BEGIN Data for this exercise

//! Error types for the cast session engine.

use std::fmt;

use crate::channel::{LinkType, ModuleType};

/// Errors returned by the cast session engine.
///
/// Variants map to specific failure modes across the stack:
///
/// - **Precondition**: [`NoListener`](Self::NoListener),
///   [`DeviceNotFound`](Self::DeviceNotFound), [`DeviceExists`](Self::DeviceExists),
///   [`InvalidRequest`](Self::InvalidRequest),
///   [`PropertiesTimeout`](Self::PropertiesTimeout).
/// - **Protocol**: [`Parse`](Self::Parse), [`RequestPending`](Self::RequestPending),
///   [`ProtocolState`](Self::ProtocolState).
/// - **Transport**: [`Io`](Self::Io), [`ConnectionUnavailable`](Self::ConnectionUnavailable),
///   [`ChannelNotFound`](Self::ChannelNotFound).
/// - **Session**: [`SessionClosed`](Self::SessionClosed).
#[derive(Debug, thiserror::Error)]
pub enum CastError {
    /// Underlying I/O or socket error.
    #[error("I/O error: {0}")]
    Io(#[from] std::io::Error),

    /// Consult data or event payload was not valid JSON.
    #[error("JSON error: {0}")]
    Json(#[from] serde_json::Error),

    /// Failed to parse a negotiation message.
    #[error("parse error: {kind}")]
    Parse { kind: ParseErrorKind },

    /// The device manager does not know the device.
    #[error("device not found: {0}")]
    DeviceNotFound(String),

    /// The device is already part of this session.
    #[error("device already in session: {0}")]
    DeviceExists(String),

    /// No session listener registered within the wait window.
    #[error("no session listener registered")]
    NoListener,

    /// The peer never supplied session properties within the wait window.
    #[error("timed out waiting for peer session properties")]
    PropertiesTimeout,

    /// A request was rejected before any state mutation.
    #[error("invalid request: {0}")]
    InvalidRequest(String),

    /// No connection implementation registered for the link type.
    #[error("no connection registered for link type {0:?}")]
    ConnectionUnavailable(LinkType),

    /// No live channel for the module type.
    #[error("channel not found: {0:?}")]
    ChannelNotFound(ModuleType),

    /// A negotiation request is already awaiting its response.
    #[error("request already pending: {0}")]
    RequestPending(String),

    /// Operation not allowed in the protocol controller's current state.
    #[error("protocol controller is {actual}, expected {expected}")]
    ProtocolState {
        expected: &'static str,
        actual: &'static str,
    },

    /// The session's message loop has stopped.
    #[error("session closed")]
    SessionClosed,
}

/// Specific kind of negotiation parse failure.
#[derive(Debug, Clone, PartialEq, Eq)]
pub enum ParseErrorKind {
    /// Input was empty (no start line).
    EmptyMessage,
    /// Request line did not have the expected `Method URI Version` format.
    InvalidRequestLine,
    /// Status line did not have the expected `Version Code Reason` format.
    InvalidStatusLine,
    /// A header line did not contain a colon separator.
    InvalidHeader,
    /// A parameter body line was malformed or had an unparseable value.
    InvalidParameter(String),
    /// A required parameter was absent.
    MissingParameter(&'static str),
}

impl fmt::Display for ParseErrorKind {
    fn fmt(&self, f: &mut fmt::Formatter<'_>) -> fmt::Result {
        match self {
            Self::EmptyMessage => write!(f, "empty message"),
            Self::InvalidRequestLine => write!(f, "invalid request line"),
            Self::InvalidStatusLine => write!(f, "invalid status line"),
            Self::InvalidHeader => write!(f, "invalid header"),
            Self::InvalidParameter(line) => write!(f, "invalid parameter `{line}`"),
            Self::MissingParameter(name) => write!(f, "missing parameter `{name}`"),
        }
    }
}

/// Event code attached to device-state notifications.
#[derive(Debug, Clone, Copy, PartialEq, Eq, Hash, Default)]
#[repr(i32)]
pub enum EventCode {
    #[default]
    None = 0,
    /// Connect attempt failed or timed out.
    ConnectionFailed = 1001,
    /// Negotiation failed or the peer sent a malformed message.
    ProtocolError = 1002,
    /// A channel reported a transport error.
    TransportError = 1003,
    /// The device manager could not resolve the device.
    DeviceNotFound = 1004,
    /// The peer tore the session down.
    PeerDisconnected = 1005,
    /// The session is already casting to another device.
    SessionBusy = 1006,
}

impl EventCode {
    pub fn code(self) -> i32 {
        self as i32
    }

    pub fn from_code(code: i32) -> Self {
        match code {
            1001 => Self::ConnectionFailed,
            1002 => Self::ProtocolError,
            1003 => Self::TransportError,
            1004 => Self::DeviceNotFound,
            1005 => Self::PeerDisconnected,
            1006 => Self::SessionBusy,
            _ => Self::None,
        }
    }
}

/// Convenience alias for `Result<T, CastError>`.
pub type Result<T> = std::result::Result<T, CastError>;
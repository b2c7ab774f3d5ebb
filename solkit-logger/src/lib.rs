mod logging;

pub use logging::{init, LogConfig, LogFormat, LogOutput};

END Data for this exercise

◆ **Exercise description**
For every entry in the records above, write an exact copy.

◆ **Task solution**
//! Error types for the cast session engine.

use std::fmt;

use crate::channel::{LinkType, ModuleType};

/// Errors returned by the cast session engine.
///
/// Variants map to specific failure modes across the stack:
///
/// - **Precondition**: [`NoListener`](Self::NoListener),
///   [`DeviceNotFound`](Self::DeviceNotFound), [`DeviceExists`](Self::DeviceExists),
///   [`InvalidRequest`](Self::InvalidRequest),
///   [`PropertiesTimeout`](Self::PropertiesTimeout).
/// - **Protocol**: [`Parse`](Self::Parse), [`RequestPending`](Self::RequestPending),
///   [`ProtocolState`](Self::ProtocolState).
/// - **Transport**: [`Io`](Self::Io), [`ConnectionUnavailable`](Self::ConnectionUnavailable),
///   [`ChannelNotFound`](Self::ChannelNotFound).
/// - **Session**: [`SessionClosed`](Self::SessionClosed).
#[derive(Debug, thiserror::Error)]
pub enum CastError {
    /// Underlying I/O or socket error.
    #[error("I/O error: {0}")]
    Io(#[from] std::io::Error),

    /// Consult data or event payload was not valid JSON.
    #[error("JSON error: {0}")]
    Json(#[from] serde_json::Error),

    /// Failed to parse a negotiation message.
    #[error("parse error: {kind}")]
    Parse { kind: ParseErrorKind },

    /// The device manager does not know the device.
    #[error("device not found: {0}")]
    DeviceNotFound(String),

    /// The device is already part of this session.
    #[error("device already in session: {0}")]
    DeviceExists(String),

    /// No session listener registered within the wait window.
    #[error("no session listener registered")]
    NoListener,

    /// The peer never supplied session properties within the wait window.
    #[error("timed out waiting for peer session properties")]
    PropertiesTimeout,

    /// A request was rejected before any state mutation.
    #[error("invalid request: {0}")]
    InvalidRequest(String),

    /// No connection implementation registered for the link type.
    #[error("no connection registered for link type {0:?}")]
    ConnectionUnavailable(LinkType),

    /// No live channel for the module type.
    #[error("channel not found: {0:?}")]
    ChannelNotFound(ModuleType),

    /// A negotiation request is already awaiting its response.
    #[error("request already pending: {0}")]
    RequestPending(String),

    /// Operation not allowed in the protocol controller's current state.
    #[error("protocol controller is {actual}, expected {expected}")]
    ProtocolState {
        expected: &'static str,
        actual: &'static str,
    },

    /// The session's message loop has stopped.
    #[error("session closed")]
    SessionClosed,
}

/// Specific kind of negotiation parse failure.
#[derive(Debug, Clone, PartialEq, Eq)]
pub enum ParseErrorKind {
    /// Input was empty (no start line).
    EmptyMessage,
    /// Request line did not have the expected `Method URI Version` format.
    InvalidRequestLine,
    /// Status line did not have the expected `Version Code Reason` format.
    InvalidStatusLine,
    /// A header line did not contain a colon separator.
    InvalidHeader,
    /// A parameter body line was malformed or had an unparseable value.
    InvalidParameter(String),
    /// A required parameter was absent.
    MissingParameter(&'static str),
}

impl fmt::Display for ParseErrorKind {
    fn fmt(&self, f: &mut fmt::Formatter<'_>) -> fmt::Result {
        match self {
            Self::EmptyMessage => write!(f, "empty message"),
            Self::InvalidRequestLine => write!(f, "invalid request line"),
            Self::InvalidStatusLine => write!(f, "invalid status line"),
            Self::InvalidHeader => write!(f, "invalid header"),
            Self::InvalidParameter(line) => write!(f, "invalid parameter `{line}`"),
            Self::MissingParameter(name) => write!(f, "missing parameter `{name}`"),
        }
    }
}

/// Event code attached to device-state notifications.
#[derive(Debug, Clone, Copy, PartialEq, Eq, Hash, Default)]
#[repr(i32)]
pub enum EventCode {
    #[default]
    None = 0,
    /// Connect attempt failed or timed out.
    ConnectionFailed = 1001,
    /// Negotiation failed or the peer sent a malformed message.
    ProtocolError = 1002,
    /// A channel reported a transport error.
    TransportError = 1003,
    /// The device manager could not resolve the device.
    DeviceNotFound = 1004,
    /// The peer tore the session down.
    PeerDisconnected = 1005,
    /// The session is already casting to another device.
    SessionBusy = 1006,
}

impl EventCode {
    pub fn code(self) -> i32 {
        self as i32
    }

    pub fn from_code(code: i32) -> Self {
        match code {
            1001 => Self::ConnectionFailed,
            1002 => Self::ProtocolError,
            1003 => Self::TransportError,
            1004 => Self::DeviceNotFound,
            1005 => Self::PeerDisconnected,
            1006 => Self::SessionBusy,
            _ => Self::None,
        }
    }
}

/// Convenience alias for `Result<T, CastError>`.
pub type Result<T> = std::result::Result<T, CastError>;
repository b2c7ab774f3d5ebb
filename solkit-logger/src/lib.rs
mod logging;

pub use logging::{init, LogConfig, LogFormat, LogOutput};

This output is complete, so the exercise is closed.